My daughter is in California for 10 days and I find that I have a little more time on my hand than normal...so I have some time to write. I recently read a book called "Shattered". It is the first book in a 3 part series called, "Passage Through Hell". The author is Lori Choman and the books are about her life. Her life as a severely abused child and what comes after surviving a childhood like that.
https://www.facebook.com/PassageThroughHell
http://www.amazon.com/dp/B00DD041AE
I have had the chance to friend Lori online and express my appreciation for sharing her story. Her book is very straightforward and will make you cry, but knowing that she is a survivor now with a loving family of her own and sharing her story makes it easier to read. Also, her story does something else, it sheds light on what child abuse looks like and casts light on the changes society has slowly been making. That is why I am recommending this book. Lori isn't sharing her story so that we read it and feel bad, she is sharing it so that it will help others. I have also learned that sharing your story and not hiding from it or letting the shame take over is sooo healing. Support Lori and others by sharing her story!!
It is easy for us as a society to forget that 30 years ago child abuse was not looked at the way it is today. It is also easy for us to forget that abuse of any sort is still the well kept secret that many families and couples hide. When you read Lori's story you hear first hand how people turned their backs instead of helping her, including the police, teachers, neighbors, and her own family. The truth is that for centuries cultures all over the world made child abuse an acceptable norm. It was not considered abuse then and it is sad how long it has taken society to recognize how human beings should be treated. We all know that abuse within families still exists. Child abuse and domestic violence are unfortunately still rampant. The upside is there are now laws and help for people and it is not socially acceptable anymore. The downside there are still many people that turn the other way when they see someone that needs help, especially when it is a child with their parents. We feel like it isn't our business. We should ask ourselves when should we speak up or when should we call the police?
I realize that many people still debate what they consider abuse, but I am talking about behavior that unless you are a sociopath, you know is WRONG. I know there is a huge debate over spanking and I do not want to take this blog down that path. There is no debate over punching or kicking your children. I believe that just as with domestic violence it is the same with children. Mental and verbal abuse is just as detrimental, and in many cases worse. A childhood of being demeaned and insulted stays with you. Many people don't look at emotional abuse the same way as physical abuse, but it is just as damaging.
The one thing that keeps playing over in my head from Lori's book is that if you see a child who cries but never makes any noise they are most likely abused.
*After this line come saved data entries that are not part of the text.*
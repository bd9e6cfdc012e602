use anyhow::Result;
use emojifs::config::Config;
use schemars::schema_for;

pub fn main() -> Result<()> {
    let schema = schema_for!(Config);

    println!("{}", serde_json::to_string_pretty(&schema)?);

    Ok(())
}
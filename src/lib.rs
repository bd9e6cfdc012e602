#![forbid(unsafe_code)]

pub mod commands;
pub mod config;
pub mod metrics;
pub mod store;
pub mod version;
pub mod vfs;
impl Inner {
    fn begin_load(&mut self, stale: Option<Snapshot>) -> (u64, watch::Sender<Option<LoadResult>>) {
        let (tx, rx) = watch::channel(None);

        self.generation += 1;
        self.pending.clear();
        self.state = CacheState::Loading { done: rx, stale };

        (self.generation, tx)
    }
}

enum Step {
    Lead(u64, watch::Sender<Option<LoadResult>>),
    Wait(watch::Receiver<Option<LoadResult>>),
}

/// Single-flight listing cache for one store.
pub struct DirectoryCache {
    store: Arc<dyn EmojiStore>,
    label: String,
    inner: Mutex<Inner>,
}

impl DirectoryCache {
    pub fn new(store: Arc<dyn EmojiStore>, label: impl Into<String>) -> Arc<Self> {
        Arc::new(DirectoryCache {
            store,
            label: label.into(),
            inner: Mutex::new(Inner {
                state: CacheState::Empty,
                pending: Vec::new(),
                generation: 0,
                failed_refresh: None,
            }),
        })
    }

    /// Returns the store's listing, fetching it if nothing is cached yet.
    ///
    /// Concurrent callers on a cold cache share a single `list()` call and
    /// all observe its outcome, error included. If the caller driving that
    /// call is dropped, one of the waiters takes over.
    ///
    /// A stale listing is served while it is refreshed in the background. If
    /// that refresh fails, the next caller gets its error once, and the one
    /// after that gets the stale listing and another refresh.
    pub async fn listing(self: &Arc<Self>) -> Result<Snapshot, StoreError> {
        loop {
            let step = {
                let mut inner = self.inner.lock();
                if let Some(err) = inner.failed_refresh.take() {
                    return Err(err);
                }

                match &inner.state {
                    CacheState::Ready(snapshot)
                    | CacheState::Loading {
                        stale: Some(snapshot),
                        ..
                    } => {
                        metrics::counter!(CACHE_HITS, "store" => self.label.clone()).increment(1);
                        return Ok(snapshot.clone());
                    }
                    CacheState::Invalidated(snapshot) => {
                        let snapshot = snapshot.clone();
                        let (generation, tx) = inner.begin_load(Some(snapshot.clone()));
                        drop(inner);

                        metrics::counter!(CACHE_HITS, "store" => self.label.clone()).increment(1);
                        event!(Level::DEBUG, store = %self.label, "refreshing listing in background");

                        let this = Arc::clone(self);
                        tokio::spawn(async move {
                            let _ = this.load(generation, tx).await;
                        });

                        return Ok(snapshot);
                    }
                    CacheState::Loading { done, stale: None } => Step::Wait(done.clone()),
                    CacheState::Empty => {
                        metrics::counter!(CACHE_MISSES, "store" => self.label.clone())
                            .increment(1);
                        let (generation, tx) = inner.begin_load(None);
                        Step::Lead(generation, tx)
                    }
                }
            };

            match step {
                Step::Lead(generation, tx) => return self.load(generation, tx).await,
                Step::Wait(mut done) => {
                    let result = match done.wait_for(Option::is_some).await {
                        Ok(result) => (*result).clone(),
                        Err(_) => None,
                    };
                    if let Some(result) = result {
                        return result;
                    }
                    // The leader was dropped before finishing; go around and
                    // pick up whatever state it left behind.
                }
            }
        }
    }

    async fn load(
        &self,
        generation: u64,
        tx: watch::Sender<Option<LoadResult>>,
    ) -> Result<Snapshot, StoreError> {
        let mut guard = LoadGuard {
            cache: self,
            generation,
            armed: true,
        };

        event!(Level::INFO, store = %self.label, "listing store");
        let started = Instant::now();
        let result = self.store.list().await;
        metrics::histogram!(STORE_LIST_DURATION, "store" => self.label.clone())
            .record(started.elapsed().as_secs_f64());

        guard.armed = false;
        let outcome = {
            let mut inner = self.inner.lock();
            let current = inner.generation == generation;

            match result {
                Ok(entries) => {
                    let mut listing: Listing = entries.into_iter().collect();
                    let pending = if current {
                        mem::take(&mut inner.pending)
                    } else {
                        Vec::new()
                    };
                    for mutation in &pending {
                        listing.apply(mutation);
                    }
                    event!(
                        Level::INFO,
                        store = %self.label,
                        entries = listing.entries.len(),
                        replayed = pending.len(),
                        "listed store"
                    );

                    let snapshot = Arc::new(listing);
                    if current {
                        inner.state = if pending.iter().any(Mutation::invalidates) {
                            CacheState::Invalidated(snapshot.clone())
                        } else {
                            CacheState::Ready(snapshot.clone())
                        };
                    }
                    Ok(snapshot)
                }
                Err(err) => {
                    metrics::counter!(STORE_LIST_ERRORS, "store" => self.label.clone())
                        .increment(1);
                    event!(
                        Level::WARN,
                        store = %self.label,
                        error = %err.as_report(),
                        "listing store failed"
                    );

                    if current {
                        inner.pending.clear();
                        let previous = mem::replace(&mut inner.state, CacheState::Empty);
                        if let CacheState::Loading {
                            stale: Some(stale), ..
                        } = previous
                        {
                            inner.state = CacheState::Invalidated(stale);
                            inner.failed_refresh = Some(err.clone());
                        }
                    }
                    Err(err)
                }
            }
        };

        tx.send_replace(Some(outcome.clone()));
        outcome
    }

    /// Applies a change to the cached listing without asking the store, and
    /// marks the listing for refresh.
    pub fn record(&self, mutation: Mutation) {
        let mut guard = self.inner.lock();
        let inner = &mut *guard;

        let next = match &mut inner.state {
            CacheState::Empty => None,
            CacheState::Loading { stale, .. } => {
                if let Some(stale) = stale {
                    Arc::make_mut(stale).apply(&mutation);
                }
                inner.pending.push(mutation);
                None
            }
            CacheState::Ready(snapshot) => {
                Arc::make_mut(snapshot).apply(&mutation);
                mutation.invalidates().then(|| snapshot.clone())
            }
            CacheState::Invalidated(snapshot) => {
                Arc::make_mut(snapshot).apply(&mutation);
                None
            }
        };

        if let Some(snapshot) = next {
            inner.state = CacheState::Invalidated(snapshot);
        }
    }

    /// The cached listing, if there is one, without triggering a fetch.
    pub fn peek(&self) -> Option<Snapshot> {
        match &self.inner.lock().state {
            CacheState::Ready(snapshot)
            | CacheState::Invalidated(snapshot)
            | CacheState::Loading {
                stale: Some(snapshot),
                ..
            } => Some(snapshot.clone()),
            CacheState::Empty | CacheState::Loading { stale: None, .. } => None,
        }
    }

    /// Drops the cached listing so the next access fetches from scratch.
    pub fn invalidate(&self) {
        let mut inner = self.inner.lock();

        inner.generation += 1;
        inner.pending.clear();
        inner.failed_refresh = None;
        inner.state = CacheState::Empty;
    }
}
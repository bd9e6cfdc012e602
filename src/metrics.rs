//! Metric names emitted through the [`metrics`](::metrics) facade.
//!
//! Every metric carries a `store` label of the form `<platform>/<store id>`.
//! Installing a recorder is up to the embedding process; without one, the
//! macros are no-ops.

use ::metrics::{Unit, describe_counter, describe_histogram};

pub const CACHE_HITS: &str = "emojifs_cache_hits_total";
pub const CACHE_MISSES: &str = "emojifs_cache_misses_total";
pub const STORE_LIST_DURATION: &str = "emojifs_store_list_duration_seconds";
pub const STORE_LIST_ERRORS: &str = "emojifs_store_list_errors_total";
pub const STORE_FETCHES: &str = "emojifs_store_fetches_total";
pub const STORE_CREATES: &str = "emojifs_store_creates_total";
pub const STORE_DELETES: &str = "emojifs_store_deletes_total";

/// Registers descriptions for every metric with the installed recorder.
pub fn describe() {
    describe_counter!(
        CACHE_HITS,
        "Directory listings served from a store's cached snapshot"
    );
    describe_counter!(
        CACHE_MISSES,
        "Directory listings that had to wait for a store listing"
    );
    describe_histogram!(
        STORE_LIST_DURATION,
        Unit::Seconds,
        "Time taken to list a store"
    );
    describe_counter!(STORE_LIST_ERRORS, "Store listings that failed");
    describe_counter!(STORE_FETCHES, "Emoji fetched from a store");
    describe_counter!(STORE_CREATES, "Emoji uploaded to a store");
    describe_counter!(STORE_DELETES, "Emoji deleted from a store");
}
Severely abused children learn not to make any noise or the beating will be worse. If you see a child who cries silently they may need help.
http://childabuseprevention.org/
http://www.preventchildabuse.org/index.php
I realize that the system is still not the best when it comes to protecting children and many children still fall through the cracks. I realize that many people don't like to get involved and it is not an easy decision. You can support organizations who help prevent abuse, you can help others educate themselves. And if you feel like there is a child who needs help call someone who can help them. Do not confront the parents as that may make the child's situation worse. There are agencies you can call that can help you determine what you should do. The Internet is a wonderful tool. Look up a local organization that may be able to give you information that will help. You don't have to feel like you should call Child Protective Service or the Police. You may just need information to help you understand the situation. There are programs that can help if you feel there is a child that needs help. Abuse can be emotional, physical, or mental. As a society we should speak up for the ones that don't always have a voice.
Thank you for such kind and beautiful words. Funny how I can read my own book and never shed a tear, but when I read what people write about it, I cry buckets. *hugs* thank you for your friendship, thank you for sharing my story and thank you for getting the word out to help others.